Consider two-year-olds during the year when they say "No!" almost constantly. Notice what they do.

and

"Don't turn here" means "keep driving straight ahead."

These examples seem, to me, to *support* the notion that the negation is in the language representation rather than the sensations (if we were to cling to such bifurcation), else a list of " 'Don't N' means 'Do M' " would be a list of redundancies. "Don't turn here," could as well mean "stop here" or "put it in reverse"; trivial but not mean-spirited examples of what else "Don't turn here" could (do?) mean. Negation seems often to allow the question, "If not, then what?"; negation seems to act as a kind of place holder. It is quite beyond me to explain how or why that should be. The example, " 'Don't turn here' means 'Keep driving straight ahead' " is clearly the most likely social usage, but what is there in the out of context, words qua words, "Don't turn here" to preclude the other possible interpretations? It is the context of social convention in your example that permits the seeming certainty of the one meaning the other. (On the other hand, how can there be anything like language without the context of social convention?)

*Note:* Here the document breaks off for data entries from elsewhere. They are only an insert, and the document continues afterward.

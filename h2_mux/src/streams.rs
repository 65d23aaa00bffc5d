// Copyright (c) 2023 Huawei Device Co., Ltd.
// Licensed under the Apache License, Version 2.0 (the "License");
// you may not use this file except in compliance with the License.
// You may obtain a copy of the License at
//
//     http://www.apache.org/licenses/LICENSE-2.0
//
// Unless required by applicable law or agreed to in writing, software
// distributed under the License is distributed on an "AS IS" BASIS,
// WITHOUT WARRANTIES OR CONDITIONS OF ANY KIND, either express or implied.
// See the License for the specific language governing permissions and
// limitations under the License.

//! Per-stream state and the stream store.

use std::collections::{HashMap, VecDeque};

use h2_frame::{ErrorCode, Frame, FrameFlags, Payload, StreamId};

use crate::completion::Completion;
use crate::handler::StreamHandler;
use crate::window::{RecvWindow, SendWindow};

pub(crate) const DEFAULT_SEND_WINDOW_SIZE: u32 = 65535;

/// Opaque handle to one child stream inside a multiplexer. Keys outlive
/// identifier assignment: a locally-created stream is addressable before its
/// first flush hands it a wire identifier.
#[derive(Debug, Copy, Clone, PartialEq, Eq, PartialOrd, Ord, Hash)]
pub struct StreamKey(pub(crate) u64);

/// Which side opened the stream.
#[derive(Debug, Copy, Clone, PartialEq, Eq)]
pub(crate) enum StreamRole {
    Inbound,
    Outbound,
}

//  idle --------(initializer runs)--------> setup-pending
//  setup-pending --(initializer success)--> active
//  setup-pending --(initializer failure)--> closing
//  active -------(END_STREAM sent)--------> half-closed (local)
//  active -------(END_STREAM received)----> half-closed (remote)
//  any ----------(local close)------------> closing
//  any ----------(StreamClosed event)-----> closed
#[derive(Debug, Copy, Clone, PartialEq, Eq)]
pub enum StreamPhase {
    /// Created, initializer not yet run.
    Idle,
    /// Initializer pending; inbound frames defer, outbound writes are held.
    SetupPending,
    /// Fully operational.
    Active,
    /// END_STREAM left the multiplexer for this stream.
    LocalHalfClosed,
    /// END_STREAM arrived for this stream.
    RemoteHalfClosed,
    /// Shutdown initiated, awaiting the terminal `StreamClosed` event.
    Closing,
    /// Terminal.
    Closed,
}

/// A queued outbound frame awaiting flush (and possibly identifier
/// assignment), together with its write completion.
pub(crate) struct PendingFrame {
    pub(crate) flags: FrameFlags,
    pub(crate) payload: Payload,
    pub(crate) completion: Completion<()>,
}

impl PendingFrame {
    pub(crate) fn data_size(&self) -> usize {
        match &self.payload {
            Payload::Data(data) => data.size(),
            _ => 0,
        }
    }
}

pub(crate) struct Stream {
    pub(crate) id: Option<StreamId>,
    pub(crate) role: StreamRole,
    pub(crate) phase: StreamPhase,
    pub(crate) deferred: VecDeque<Frame>,
    pub(crate) pending_out: VecDeque<PendingFrame>,
    pub(crate) buffered_bytes: usize,
    // Watermark half of the derived writability; edge-triggered with
    // high/low hysteresis.
    pub(crate) below_watermark: bool,
    // Last writability value reported to the handler.
    pub(crate) reported_writable: bool,
    pub(crate) autoread: bool,
    pub(crate) read_pending: bool,
    pub(crate) recv_window: RecvWindow,
    pub(crate) send_window: SendWindow,
    pub(crate) close_completions: Vec<Completion<()>>,
    pub(crate) close_future: Completion<()>,
    pub(crate) setup_completion: Completion<()>,
    pub(crate) setup_done: bool,
    pub(crate) rst_sent: bool,
    // A flush could not release everything; retried on window updates,
    // concurrency slots and setup completion.
    pub(crate) flush_parked: bool,
    pub(crate) remote_ended: bool,
    pub(crate) local_ended: bool,
    pub(crate) in_burst: bool,
    pub(crate) pumping: bool,
    pub(crate) close_reason: Option<ErrorCode>,
    pub(crate) handler: Option<Box<dyn StreamHandler + Send>>,
}

impl Stream {
    fn new(role: StreamRole, id: Option<StreamId>, target_window: u32) -> Self {
        Self {
            id,
            role,
            phase: StreamPhase::Idle,
            deferred: VecDeque::new(),
            pending_out: VecDeque::new(),
            buffered_bytes: 0,
            below_watermark: true,
            reported_writable: true,
            autoread: true,
            read_pending: false,
            recv_window: RecvWindow::new(target_window),
            send_window: SendWindow::new(DEFAULT_SEND_WINDOW_SIZE as i32),
            close_completions: Vec::new(),
            close_future: Completion::new(),
            setup_completion: Completion::new(),
            setup_done: false,
            rst_sent: false,
            flush_parked: false,
            remote_ended: false,
            local_ended: false,
            in_burst: false,
            pumping: false,
            close_reason: None,
            handler: None,
        }
    }

    /// Charges DATA payload bytes against the watermark gauge. Returns true
    /// when the charge flipped the stream over the high watermark.
    pub(crate) fn charge(&mut self, bytes: usize, high: usize) -> bool {
        self.buffered_bytes += bytes;
        if self.below_watermark && self.buffered_bytes > high {
            self.below_watermark = false;
            return true;
        }
        false
    }

    /// Discharges released DATA payload bytes. Returns true when the
    /// discharge brought an unwritable stream back to or below the low
    /// watermark.
    pub(crate) fn discharge(&mut self, bytes: usize, low: usize) -> bool {
        self.buffered_bytes = self.buffered_bytes.saturating_sub(bytes);
        if !self.below_watermark && self.buffered_bytes <= low {
            self.below_watermark = true;
            return true;
        }
        false
    }

    /// The derived writability. Children without an assigned identifier
    /// ignore the parent.
    pub(crate) fn computed_writable(&self, parent_writable: bool) -> bool {
        let parent = if self.id.is_some() {
            parent_writable
        } else {
            true
        };
        parent && self.below_watermark
    }

    /// Whether inbound frames may currently be handed to the handler.
    pub(crate) fn is_delivering(&self) -> bool {
        self.setup_done
            && matches!(
                self.phase,
                StreamPhase::Active | StreamPhase::LocalHalfClosed | StreamPhase::RemoteHalfClosed
            )
    }

    pub(crate) fn is_active(&self) -> bool {
        matches!(
            self.phase,
            StreamPhase::Active | StreamPhase::LocalHalfClosed | StreamPhase::RemoteHalfClosed
        )
    }

    pub(crate) fn is_shutdown(&self) -> bool {
        matches!(self.phase, StreamPhase::Closing | StreamPhase::Closed)
    }

    /// Re-derives the half-closed phases from the END_STREAM bookkeeping.
    pub(crate) fn refresh_half_closed(&mut self) {
        match self.phase {
            StreamPhase::Active => {
                if self.remote_ended && !self.local_ended {
                    self.phase = StreamPhase::RemoteHalfClosed;
                } else if self.local_ended && !self.remote_ended {
                    self.phase = StreamPhase::LocalHalfClosed;
                }
            }
            StreamPhase::LocalHalfClosed | StreamPhase::RemoteHalfClosed => {}
            _ => {}
        }
    }
}

/// The `StreamKey → Stream` store plus the wire-identifier index and the
/// concurrency gate for locally-initiated streams.
pub(crate) struct Streams {
    map: HashMap<StreamKey, Stream>,
    ids: HashMap<StreamId, StreamKey>,
    next_key: u64,
    // Highest peer-initiated identifier ever opened; frames below it for an
    // unknown identifier belong to a dead stream, not a new one.
    pub(crate) latest_remote_id: StreamId,
    max_concurrent: u32,
    local_active: u32,
    pending_concurrency: VecDeque<StreamKey>,
}

impl Streams {
    pub(crate) fn new(max_concurrent: u32) -> Self {
        Self {
            map: HashMap::new(),
            ids: HashMap::new(),
            next_key: 1,
            latest_remote_id: 0,
            max_concurrent,
            local_active: 0,
            pending_concurrency: VecDeque::new(),
        }
    }

    fn next_key(&mut self) -> StreamKey {
        let key = StreamKey(self.next_key);
        self.next_key += 1;
        key
    }

    pub(crate) fn insert_inbound(&mut self, id: StreamId, target_window: u32) -> StreamKey {
        let key = self.next_key();
        self.map
            .insert(key, Stream::new(StreamRole::Inbound, Some(id), target_window));
        self.ids.insert(id, key);
        if id > self.latest_remote_id {
            self.latest_remote_id = id;
        }
        key
    }

    pub(crate) fn insert_outbound(&mut self, target_window: u32) -> StreamKey {
        let key = self.next_key();
        self.map
            .insert(key, Stream::new(StreamRole::Outbound, None, target_window));
        key
    }

    pub(crate) fn get(&self, key: StreamKey) -> Option<&Stream> {
        self.map.get(&key)
    }

    pub(crate) fn get_mut(&mut self, key: StreamKey) -> Option<&mut Stream> {
        self.map.get_mut(&key)
    }

    pub(crate) fn key_of_id(&self, id: StreamId) -> Option<StreamKey> {
        self.ids.get(&id).copied()
    }

    pub(crate) fn bind_id(&mut self, key: StreamKey, id: StreamId) {
        if let Some(stream) = self.map.get_mut(&key) {
            stream.id = Some(id);
        }
        self.ids.insert(id, key);
    }

    pub(crate) fn unbind_id(&mut self, id: StreamId) {
        self.ids.remove(&id);
    }

    pub(crate) fn remove_slot(&mut self, key: StreamKey) -> Option<Stream> {
        self.map.remove(&key)
    }

    /// Keys of every stream that has not reached `closed`, in creation
    /// order.
    pub(crate) fn unclosed_keys(&self) -> Vec<StreamKey> {
        let mut keys: Vec<StreamKey> = self
            .map
            .iter()
            .filter(|(_, s)| s.phase != StreamPhase::Closed)
            .map(|(k, _)| *k)
            .collect();
        keys.sort();
        keys
    }

    pub(crate) fn has_concurrency_slot(&self) -> bool {
        self.local_active < self.max_concurrent && self.pending_concurrency.is_empty()
    }

    pub(crate) fn acquire_concurrency(&mut self) {
        self.local_active += 1;
    }

    pub(crate) fn release_concurrency(&mut self) {
        self.local_active = self.local_active.saturating_sub(1);
    }

    pub(crate) fn park_concurrency(&mut self, key: StreamKey) {
        self.pending_concurrency.push_back(key);
    }

    /// Pops the next parked stream if a slot is free.
    pub(crate) fn next_unparked(&mut self) -> Option<StreamKey> {
        if self.local_active < self.max_concurrent {
            self.pending_concurrency.pop_front()
        } else {
            None
        }
    }
}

In the examples with the children, such as, "Notice what they do while they say 'No.' ", my experience and undestanding are that this is pretty much an idiomatic use of "No" modeled on similar parental use of the word, not as negation, but as a verbalization designed to accomplish behavior shaping via voice tone and facial expression, via the simple provision of approval and disapproval, which seem like a thing and its negated polar opposite in the langauge I have used (X and negated X) but which are in fact the difference between a purr and a growl, a smile and a snarl, possibly polar opposites but very much not a case of one simply being the absence or negation of the other.